FIG. 3.

Orientation and elongation of cells in tubes with or without flow. (a) Cell orientation and elongation in the different tube parts: (a) angles with the tube axis of the cell principal direction, measured in the different parts of tubes: large-diameter (blue), change in diameter (green), and small-diameter (orange). All measurements were made in fibronectin-coated tubes, 3–5 days after cell seeding. Large and small-diameters data were statistically significantly different with p < 10⁻⁴ (see Table I).
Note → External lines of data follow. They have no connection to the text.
// SPDX-License-Identifier: MIT

//! `peerpool` bootstraps a pool of Bitcoin peers and asks them things: block lists, headers,
//! blocks, transactions, mempool contents or more addresses. With `--consensus`, an answer is
//! only printed if several peers sent exactly the same one.

// Coding conventions (lexicographically sorted)
#![deny(arithmetic_overflow)]
#![deny(non_camel_case_types)]
#![deny(non_snake_case)]
#![deny(non_upper_case_globals)]

mod cli;
mod config_file;
mod error;

use std::io;
use std::io::IsTerminal;
use std::path::PathBuf;
use std::sync::Arc;
use std::time::Duration;

use bitcoin::consensus::encode::serialize_hex;
use bitcoin::Network;
use clap::Parser;
use cli::Cli;
use cli::Commands;
use config_file::ConfigFile;
use error::CliError;
use peerpool_common::Hash256;
use peerpool_wire::discovery::DnsSeedDiscovery;
use peerpool_wire::discovery::PeerDiscovery;
use peerpool_wire::discovery::StaticDiscovery;
use peerpool_wire::random::ThreadRandom;
use peerpool_wire::transport::TcpConnector;
use peerpool_wire::PeerAddress;
use peerpool_wire::Pool;
use peerpool_wire::PoolConfig;
use peerpool_wire::WireError;
use tokio::time::sleep;
use tokio::time::Instant;
use tracing::debug;
use tracing::info;
use tracing_subscriber::fmt;
use tracing_subscriber::fmt::time::ChronoLocal;
use tracing_subscriber::layer::SubscriberExt;
use tracing_subscriber::util::SubscriberInitExt;
use tracing_subscriber::EnvFilter;

/// How long we wait for enough peers to show up before a consensus query
const CONSENSUS_WAIT: Duration = Duration::from_secs(30);

fn main() -> anyhow::Result<()> {
    let cli = Cli::parse();
    init_logging(cli.debug)?;

    let runtime = tokio::runtime::Builder::new_multi_thread()
        .enable_all()
        .worker_threads(2)
        .thread_name("peerpool")
        .build()?;

    runtime.block_on(run(cli))?;
    Ok(())
}

/// Set up the logger for `peerpool`.
///
/// Events from `tracing` and records from the `log` facade, which is what the library crates
/// use, are filtered by `RUST_LOG`, or by `--debug` if it isn't set, and printed to stderr, so
/// they don't get mixed with command output.
fn init_logging(debug: bool) -> anyhow::Result<()> {
    let log_level = if debug { "debug" } else { "info" };
    let log_filter =
        EnvFilter::try_from_default_env().unwrap_or_else(|_| EnvFilter::new(log_level));

    let log_timer = ChronoLocal::new("%Y-%m-%d %H:%M:%S".to_string());
    let fmt_layer = fmt::layer()
        .with_writer(io::stderr)
        .with_ansi(IsTerminal::is_terminal(&io::stderr()))
        .with_timer(log_timer)
        .with_target(true)
        .with_level(true);

    // With the `tracing-log` feature this also forwards `log` records
    tracing_subscriber::registry()
        .with(log_filter)
        .with(fmt_layer)
        .try_init()?;

    Ok(())
}

/// The config file the user asked for, or the default one if it exists
fn load_config_file(path: Option<&str>) -> Result<ConfigFile, CliError> {
    if let Some(path) = path {
        return ConfigFile::from_file(path);
    }

    let default_path: PathBuf = dirs::home_dir()
        .unwrap_or_else(|| PathBuf::from("."))
        .join(".peerpool")
        .join("config.toml");

    if !default_path.exists() {
        debug!("No config file at {default_path:?}, using defaults");
        return Ok(ConfigFile::default());
    }

    ConfigFile::from_file(&default_path.to_string_lossy())
}

fn parse_peers(peers: &[String], default_port: u16) -> Result<Vec<PeerAddress>, CliError> {
    peers
        .iter()
        .map(|peer| {
            PeerAddress::parse(peer, default_port)
                .map_err(|e| CliError::InvalidPeer(peer.clone(), e))
        })
        .collect()
}

fn build_config(cli: &Cli, file: &ConfigFile) -> PoolConfig {
    let mut config = PoolConfig::new(cli.network);
    file.apply(&mut config);

    if let Some(max_size) = cli.max_size {
        config.max_size = max_size;
    }
    if let Some(consensus_size) = cli.consensus_size {
        config.consensus_size = consensus_size;
    }

    config
}

/// Without a locator we start right after genesis
fn locator_or_genesis(locator: Vec<Hash256>, network: Network) -> Vec<Hash256> {
    if !locator.is_empty() {
        return locator;
    }

    vec![bitcoin::constants::genesis_block(network).block_hash().into()]
}

/// Connections keep coming up in the background after bootstrap, give them some time
async fn wait_for_clients(pool: &Pool, amount: usize) -> Result<(), WireError> {
    let deadline = Instant::now() + CONSENSUS_WAIT;
    while pool.clients()?.len() < amount && Instant::now() < deadline {
        sleep(Duration::from_millis(250)).await;
    }

    Ok(())
}

async fn run(cli: Cli) -> Result<(), CliError> {
    let file = load_config_file(cli.config_file.as_deref())?;
    let config = build_config(&cli, &file);

    let peers = if cli.connect.is_empty() {
        file.pool.peers.clone().unwrap_or_default()
    } else {
        cli.connect.clone()
    };
    let peers = parse_peers(&peers, config.default_port)?;

    let random = Arc::new(ThreadRandom);
    let discovery: Arc<dyn PeerDiscovery> = if peers.is_empty() {
        Arc::new(DnsSeedDiscovery::new(cli.network, random.clone()))
    } else {
        info!("Using {} peers given by the user, skipping DNS seeds", peers.len());
        Arc::new(StaticDiscovery::new(peers))
    };

    let consensus_size = config.consensus_size;
    let pool = Pool::new(config, Arc::new(TcpConnector), discovery, random);
    pool.bootstrap().await?;

    if cli.consensus {
        wait_for_clients(&pool, consensus_size).await?;
    }

    let result = run_command(&pool, &cli).await;
    pool.disconnect()?;
    result
}

async fn run_command(pool: &Pool, cli: &Cli) -> Result<(), CliError> {
    match cli.command.clone() {
        Commands::GetBlocks { locator } => {
            let locator = locator_or_genesis(locator, cli.network);
            let inventory = if cli.consensus {
                pool.get_block_list_with_consensus(&locator).await?
            } else {
                pool.get_block_list(&locator).await?
            };

            for item in inventory {
                println!("{item:?}");
            }
        }
        Commands::GetHeaders { locator } => {
            let locator = locator_or_genesis(locator, cli.network);
            let headers = if cli.consensus {
                pool.get_headers_with_consensus(&locator).await?
            } else {
                pool.get_headers(&locator).await?
            };

            for header in headers {
                println!("{} {}", header.block_hash(), header.time);
            }
        }
        Commands::GetBlock { hashes } => {
            let blocks = pool.get_blocks(&hashes).await?;
            for (hash, block) in hashes.iter().zip(blocks) {
                match block {
                    Some(block) => println!("{}", serialize_hex(&block)),
                    None => println!("Block {hash} not found"),
                }
            }
        }
        Commands::GetTransaction { txids } => {
            let transactions = pool.get_transactions(&txids).await?;
            for (txid, tx) in txids.iter().zip(transactions) {
                match tx {
                    Some(tx) => println!("{}", serialize_hex(&tx)),
                    None => println!("Transaction {txid} not found"),
                }
            }
        }
        Commands::Mempool => {
            for item in pool.get_mem_pool().await? {
                println!("{item:?}");
            }
        }
        Commands::GetPeers => {
            for peer in pool.get_peers().await {
                println!("{peer}");
            }
        }
        Commands::Status => {
            println!("connections: {}", pool.len()?);
            for client in pool.clients()? {
                println!("ready: {}", client.address());
            }
        }
    }

    Ok(())
}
Mean angles are indicated in magenta. (a′) Similar diagrams after one day of continuous flow (0.15 μl/min). (b) and (b′) Recapitulative scheme of orientation as a function of tube diameter, in static conditions (left) and under flow (right). (c) and (c′) Histograms of the inverse aspect ratio (length of short axis divided by the length of the long axis) (c) in static conditions: large-diameter section (blue), small-diameter section (orange), and (c′) after 1 day of continuous flow: large-diameter section (dark blue), small-diameter section (red). Counts (y axis) were normalized so that the histogram area was the same for the different conditions. See Table I for statistics. (a to c′) Organization in the large-diameter section in static conditions systematically differed from other conditions, with statistically significant differences, p < 10⁻⁴. Mean ratios are indicated in magenta. (d) Whole-tube image of MDCK Lifeact-GFP cells in the fibronectin-coated tube upon flow (0.15 μl/min). Imaging performed at the spinning disk with a ×10 objective (top, concatenated fields, bottom, detail). After seeding, the cells were kept 2 days in static conditions in order to achieve optimal binding, and a 1-day flow was applied. (b) zoom on the region of change in diameter. The bar represents 20 μm. (e) F-actin organization (Lifeact-GFP labeling, lower part of the tube) after 1-day flow, imaged with a 60× objective, spinning disk.